Update comment and revert change to gibberish.py #2402

JonoYang · JonoYang · commit 0930f5303cf2 · 2026-01-12T14:42:46.000-08:00
Signed-off-by: Jono Yang &lt;jyang@nexb.com&gt;
diff --git a/Dockerfile b/Dockerfile
@@ -38,8 +38,9 @@ WORKDIR /scancode-toolkit
 COPY . /scancode-toolkit
 
 # Initial configuration using ./configure, scancode-reindex-licenses to build
-# the base license index and scancode-reindex-package-patterns to build the
-# package patterns cache
+# the base license index, scancode-reindex-package-patterns to build the package
+# patterns cache, and scancode-train-gibberish-model to train the Markov chain
+# model used for gibberish detection.
 RUN ./configure \
  && ./venv/bin/scancode-reindex-licenses \
  && ./venv/bin/scancode-reindex-package-patterns \
diff --git a/src/textcode/gibberish.py b/src/textcode/gibberish.py
@@ -9,7 +9,6 @@
 # https://raw.githubusercontent.com/rrenaud/Gibberish-Detector/aa1d4e4555362b3dada97ebe6ecc23a84fc470fe/gib_detect_train.py
 #
 
-import io
 import math
 import pickle
 from pathlib import Path
@@ -32,11 +31,11 @@ def __init__(self):
             self.train()
 
     def persist_model(self):
-        with io.open(model_path, mode='wb') as f:
+        with open(model_path, mode='wb') as f:
             pickle.dump(vars(self), f)
 
     def load_persisted_model(self):
-        with io.open(model_path, mode='rb') as f:
+        with open(model_path, mode='rb') as f:
             persisted_model = pickle.load(f)

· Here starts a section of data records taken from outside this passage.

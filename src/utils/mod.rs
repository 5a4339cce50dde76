use std::fs::File;
use std::io::Read;
use std::path::{Path, PathBuf};
use anyhow::Result;
use log::{debug, trace};
use sha2::{Sha256, Digest};
use walkdir::WalkDir;

/// SHA-256 of a file's full content, hex encoded.
pub fn file_checksum(path: &Path) -> Result<String> {
    let mut file = File::open(path)?;
    let mut hasher = Sha256::new();
    let mut buffer = [0; 8192];

    loop {
        let bytes_read = file.read(&mut buffer)?;
        if bytes_read == 0 {
            break;
        }
        hasher.update(&buffer[..bytes_read]);
    }

    Ok(format!("{:x}", hasher.finalize()))
}

/// Whether the path's extension is in a comma-separated list such as `"ba2, .dll"`.
///
/// An empty list matches everything; a path without an extension matches nothing.
pub fn matches_extension(path: &Path, extensions: &str) -> bool {
    if extensions.trim().is_empty() {
        return true;
    }

    let ext = extension_lower(path);
    if ext.is_empty() {
        return false;
    }

    // List entries may carry a leading dot and any casing
    extensions
        .split(',')
        .map(|e| e.trim().trim_start_matches('.'))
        .any(|e| e.eq_ignore_ascii_case(&ext))
}

/// Lowercased extension without the dot, or an empty string.
pub fn extension_lower(path: &Path) -> String {
    path.extension()
        .map(|ext| ext.to_string_lossy().to_lowercase())
        .unwrap_or_default()
}

/// Collect files under `dir` whose extension matches `extensions`.
///
/// Results are sorted by file name within each directory. A missing directory
/// yields an empty list, and unreadable entries are skipped.
pub fn list_files_with_extension(dir: &Path, extensions: &str, recursive: bool) -> Vec<PathBuf> {
    if !dir.is_dir() {
        debug!("Directory does not exist, nothing to list: {}", dir.display());
        return Vec::new();
    }

    let max_depth = if recursive { usize::MAX } else { 1 };
    let files: Vec<PathBuf> = WalkDir::new(dir)
        .min_depth(1)
        .max_depth(max_depth)
        .sort_by_file_name()
        .into_iter()
        .filter_map(|e| match e {
            Ok(entry) => Some(entry),
            Err(err) => {
                trace!("Skipping unreadable entry: {}", err);
                None
            }
        })
        .filter(|e| e.file_type().is_file())
        .filter(|e| matches_extension(e.path(), extensions))
        .map(|e| e.into_path())
        .collect();

    debug!("Found {} files matching '{}' in {}", files.len(), extensions, dir.display());
    files
}

#[cfg(test)]
mod tests {
    use super::*;
    use tempfile::TempDir;
    use std::fs::{self, File};
    use std::io::Write;

    #[test]
    fn test_file_checksum() {
        let temp_dir = TempDir::new().unwrap();
        let file_path = temp_dir.path().join("test.txt");

        let mut file = File::create(&file_path).unwrap();
        file.write_all(b"test content").unwrap();

        let hash = file_checksum(&file_path).unwrap();
        assert_eq!(hash.len(), 64);
        assert!(hash.chars().all(|c| c.is_ascii_hexdigit()));
        assert_eq!(hash, file_checksum(&file_path).unwrap());

        let different_path = temp_dir.path().join("different.txt");
        fs::write(&different_path, b"different content").unwrap();
        assert_ne!(hash, file_checksum(&different_path).unwrap());
    }

    #[test]
    fn test_matches_extension_empty_list() {
        let path = Path::new("test.txt");
        assert!(matches_extension(path, ""));
    }

    #[test]
    fn test_matches_extension_multiple() {
        let path = Path::new("Textures.BA2");
        assert!(matches_extension(path, "ba2,dll"));
        assert!(!matches_extension(path, "esp,esm"));
    }

    #[test]
    fn test_matches_extension_no_extension() {
        let path = Path::new("test");
        assert!(!matches_extension(path, "ba2"));
    }

    #[test]
    fn test_matches_extension_dotted_and_cased() {
        let path = Path::new("Data/Plugin.DLL");
        assert!(matches_extension(path, " .dll "));
        assert!(matches_extension(path, "esp,DLL"));
        assert!(!matches_extension(path, "dl"));
    }

    #[test]
    fn test_extension_lower() {
        assert_eq!(extension_lower(Path::new("a/B.DDS")), "dds");
        assert_eq!(extension_lower(Path::new("README")), "");
    }

    #[test]
    fn test_list_files_recursive_and_flat() {
        let temp_dir = TempDir::new().unwrap();
        let root = temp_dir.path();
        fs::create_dir_all(root.join("sub")).unwrap();
        fs::write(root.join("b.ba2"), b"x").unwrap();
        fs::write(root.join("a.BA2"), b"x").unwrap();
        fs::write(root.join("notes.txt"), b"x").unwrap();
        fs::write(root.join("sub/c.ba2"), b"x").unwrap();

        let flat = list_files_with_extension(root, "ba2", false);
        let names: Vec<_> = flat.iter().map(|p| p.file_name().unwrap().to_string_lossy().to_string()).collect();
        assert_eq!(names, vec!["a.BA2", "b.ba2"]);

        let deep = list_files_with_extension(root, "ba2", true);
        assert_eq!(deep.len(), 3);
    }

    #[test]
    fn test_list_files_missing_dir() {
        let temp_dir = TempDir::new().unwrap();
        assert!(list_files_with_extension(&temp_dir.path().join("nope"), "ba2", true).is_empty());
    }
}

             for key, value in persisted_model.items():
                 setattr(self, key, value)
@@ -75,7 +74,7 @@ def train(self, bigfile=big_file_path, goodfile=good_file_path,
 
         # Count transitions from big text file, taken
         # from http://norvig.com/spell-correct.html
-        for line in io.open(bigfile, encoding='utf-8'):
+        for line in open(bigfile, encoding='utf-8'):
             for a, b in self.ngram(2, line):
                 counts[pos[a]][pos[b]] += 1
 
@@ -91,8 +90,8 @@ def train(self, bigfile=big_file_path, goodfile=good_file_path,
 
         # Find the probability of generating a few arbitrarily choosen good and
         # bad phrases.
-        good_probs = [self.avg_transition_prob(l, counts) for l in io.open(goodfile, encoding='utf-8')]
-        bad_probs = [self.avg_transition_prob(l, counts) for l in io.open(badfile, encoding='utf-8')]
+        good_probs = [self.avg_transition_prob(l, counts) for l in open(goodfile, encoding='utf-8')]
+        bad_probs = [self.avg_transition_prob(l, counts) for l in open(badfile, encoding='utf-8')]
 
         # Assert that we actually are capable of detecting the junk.
         assert min(good_probs) > max(bad_probs)